RECORDS TO PROCESS START

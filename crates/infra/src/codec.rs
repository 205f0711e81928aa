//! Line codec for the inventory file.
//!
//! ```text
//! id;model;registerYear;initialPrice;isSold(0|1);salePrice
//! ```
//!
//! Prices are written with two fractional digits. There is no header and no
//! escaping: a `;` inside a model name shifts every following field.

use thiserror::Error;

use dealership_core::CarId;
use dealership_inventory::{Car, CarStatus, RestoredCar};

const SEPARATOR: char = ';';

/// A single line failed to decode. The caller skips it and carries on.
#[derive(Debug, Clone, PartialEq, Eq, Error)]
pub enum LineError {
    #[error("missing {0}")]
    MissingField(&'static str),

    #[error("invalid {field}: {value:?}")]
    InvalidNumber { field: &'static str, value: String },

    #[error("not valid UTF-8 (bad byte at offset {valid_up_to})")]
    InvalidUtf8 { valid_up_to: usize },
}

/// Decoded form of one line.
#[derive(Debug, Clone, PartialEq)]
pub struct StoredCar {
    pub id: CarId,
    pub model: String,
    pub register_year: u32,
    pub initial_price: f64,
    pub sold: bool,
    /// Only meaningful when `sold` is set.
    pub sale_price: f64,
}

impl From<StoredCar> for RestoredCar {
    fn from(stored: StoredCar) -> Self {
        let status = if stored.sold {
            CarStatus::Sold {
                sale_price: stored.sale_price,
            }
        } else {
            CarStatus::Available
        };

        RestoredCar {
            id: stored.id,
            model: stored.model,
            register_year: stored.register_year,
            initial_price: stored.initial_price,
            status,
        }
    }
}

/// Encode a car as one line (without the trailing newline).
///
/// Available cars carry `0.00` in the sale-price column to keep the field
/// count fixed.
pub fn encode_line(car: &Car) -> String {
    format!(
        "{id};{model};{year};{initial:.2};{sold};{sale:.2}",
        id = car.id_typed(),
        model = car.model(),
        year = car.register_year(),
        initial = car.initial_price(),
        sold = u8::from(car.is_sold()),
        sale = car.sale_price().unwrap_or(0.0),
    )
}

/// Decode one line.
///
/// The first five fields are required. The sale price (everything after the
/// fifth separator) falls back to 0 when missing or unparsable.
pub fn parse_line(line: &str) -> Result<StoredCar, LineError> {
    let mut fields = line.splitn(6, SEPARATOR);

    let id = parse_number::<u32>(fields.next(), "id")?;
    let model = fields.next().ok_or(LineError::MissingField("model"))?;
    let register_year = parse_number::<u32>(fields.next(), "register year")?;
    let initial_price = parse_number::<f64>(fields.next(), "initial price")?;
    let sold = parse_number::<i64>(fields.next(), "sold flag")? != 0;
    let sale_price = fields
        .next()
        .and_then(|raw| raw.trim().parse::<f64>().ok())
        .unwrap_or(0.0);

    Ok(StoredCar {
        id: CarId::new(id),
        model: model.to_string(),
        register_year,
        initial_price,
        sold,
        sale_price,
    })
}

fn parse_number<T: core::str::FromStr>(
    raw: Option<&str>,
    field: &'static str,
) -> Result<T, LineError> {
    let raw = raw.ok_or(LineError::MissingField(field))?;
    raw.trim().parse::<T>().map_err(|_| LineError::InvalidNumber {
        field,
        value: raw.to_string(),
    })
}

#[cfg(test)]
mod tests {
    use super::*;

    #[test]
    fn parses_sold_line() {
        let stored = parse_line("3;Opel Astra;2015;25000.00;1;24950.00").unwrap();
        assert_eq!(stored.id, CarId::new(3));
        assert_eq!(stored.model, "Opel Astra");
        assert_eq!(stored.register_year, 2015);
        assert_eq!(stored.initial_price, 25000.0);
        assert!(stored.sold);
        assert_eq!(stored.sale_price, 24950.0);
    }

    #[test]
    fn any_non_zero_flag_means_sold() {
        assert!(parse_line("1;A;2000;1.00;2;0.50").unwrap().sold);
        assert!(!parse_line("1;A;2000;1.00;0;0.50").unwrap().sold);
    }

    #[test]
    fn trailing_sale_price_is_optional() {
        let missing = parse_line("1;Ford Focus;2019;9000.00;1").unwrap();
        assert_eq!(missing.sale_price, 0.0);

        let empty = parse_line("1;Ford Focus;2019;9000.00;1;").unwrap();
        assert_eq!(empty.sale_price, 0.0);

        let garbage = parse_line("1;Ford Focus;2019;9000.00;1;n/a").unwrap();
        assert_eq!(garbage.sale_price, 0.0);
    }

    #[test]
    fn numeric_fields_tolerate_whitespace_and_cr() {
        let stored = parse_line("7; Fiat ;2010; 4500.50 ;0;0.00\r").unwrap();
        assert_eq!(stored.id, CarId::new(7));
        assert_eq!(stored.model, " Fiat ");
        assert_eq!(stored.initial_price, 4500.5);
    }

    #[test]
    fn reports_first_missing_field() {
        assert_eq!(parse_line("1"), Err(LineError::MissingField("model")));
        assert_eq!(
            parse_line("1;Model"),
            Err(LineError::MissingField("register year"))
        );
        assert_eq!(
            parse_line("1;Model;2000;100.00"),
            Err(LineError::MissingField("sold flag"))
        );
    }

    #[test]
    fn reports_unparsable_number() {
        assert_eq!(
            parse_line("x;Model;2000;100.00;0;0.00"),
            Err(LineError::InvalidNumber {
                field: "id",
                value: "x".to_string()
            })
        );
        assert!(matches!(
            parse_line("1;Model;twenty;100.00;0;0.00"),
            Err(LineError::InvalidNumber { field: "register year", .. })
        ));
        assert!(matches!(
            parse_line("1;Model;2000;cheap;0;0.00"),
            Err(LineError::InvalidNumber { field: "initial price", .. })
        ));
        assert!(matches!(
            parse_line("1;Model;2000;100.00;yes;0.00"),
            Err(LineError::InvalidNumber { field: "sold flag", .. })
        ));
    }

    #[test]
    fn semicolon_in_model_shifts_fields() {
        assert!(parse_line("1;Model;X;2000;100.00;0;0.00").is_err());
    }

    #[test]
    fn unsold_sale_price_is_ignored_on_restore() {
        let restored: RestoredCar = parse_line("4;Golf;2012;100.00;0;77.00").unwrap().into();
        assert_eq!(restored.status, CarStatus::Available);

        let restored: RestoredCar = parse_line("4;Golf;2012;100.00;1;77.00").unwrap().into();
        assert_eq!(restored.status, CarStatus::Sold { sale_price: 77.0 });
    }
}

RECORDS TO PROCESS END
RECORDS TO PROCESS START

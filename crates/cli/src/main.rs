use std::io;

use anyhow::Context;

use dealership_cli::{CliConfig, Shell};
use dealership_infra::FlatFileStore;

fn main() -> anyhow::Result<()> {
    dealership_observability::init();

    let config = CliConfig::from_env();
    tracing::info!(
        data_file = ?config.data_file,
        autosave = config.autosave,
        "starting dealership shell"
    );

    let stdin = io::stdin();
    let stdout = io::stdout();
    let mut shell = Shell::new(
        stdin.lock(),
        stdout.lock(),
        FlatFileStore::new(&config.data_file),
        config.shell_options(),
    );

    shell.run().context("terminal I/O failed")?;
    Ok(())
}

RECORDS TO PROCESS END

### WHAT IS NEEDED
What lines in the data above contain the word "Available"? Show them all.

### TASK SOLUTION
            CarStatus::Available
/// Available cars carry `0.00` in the sale-price column to keep the field
        assert_eq!(restored.status, CarStatus::Available);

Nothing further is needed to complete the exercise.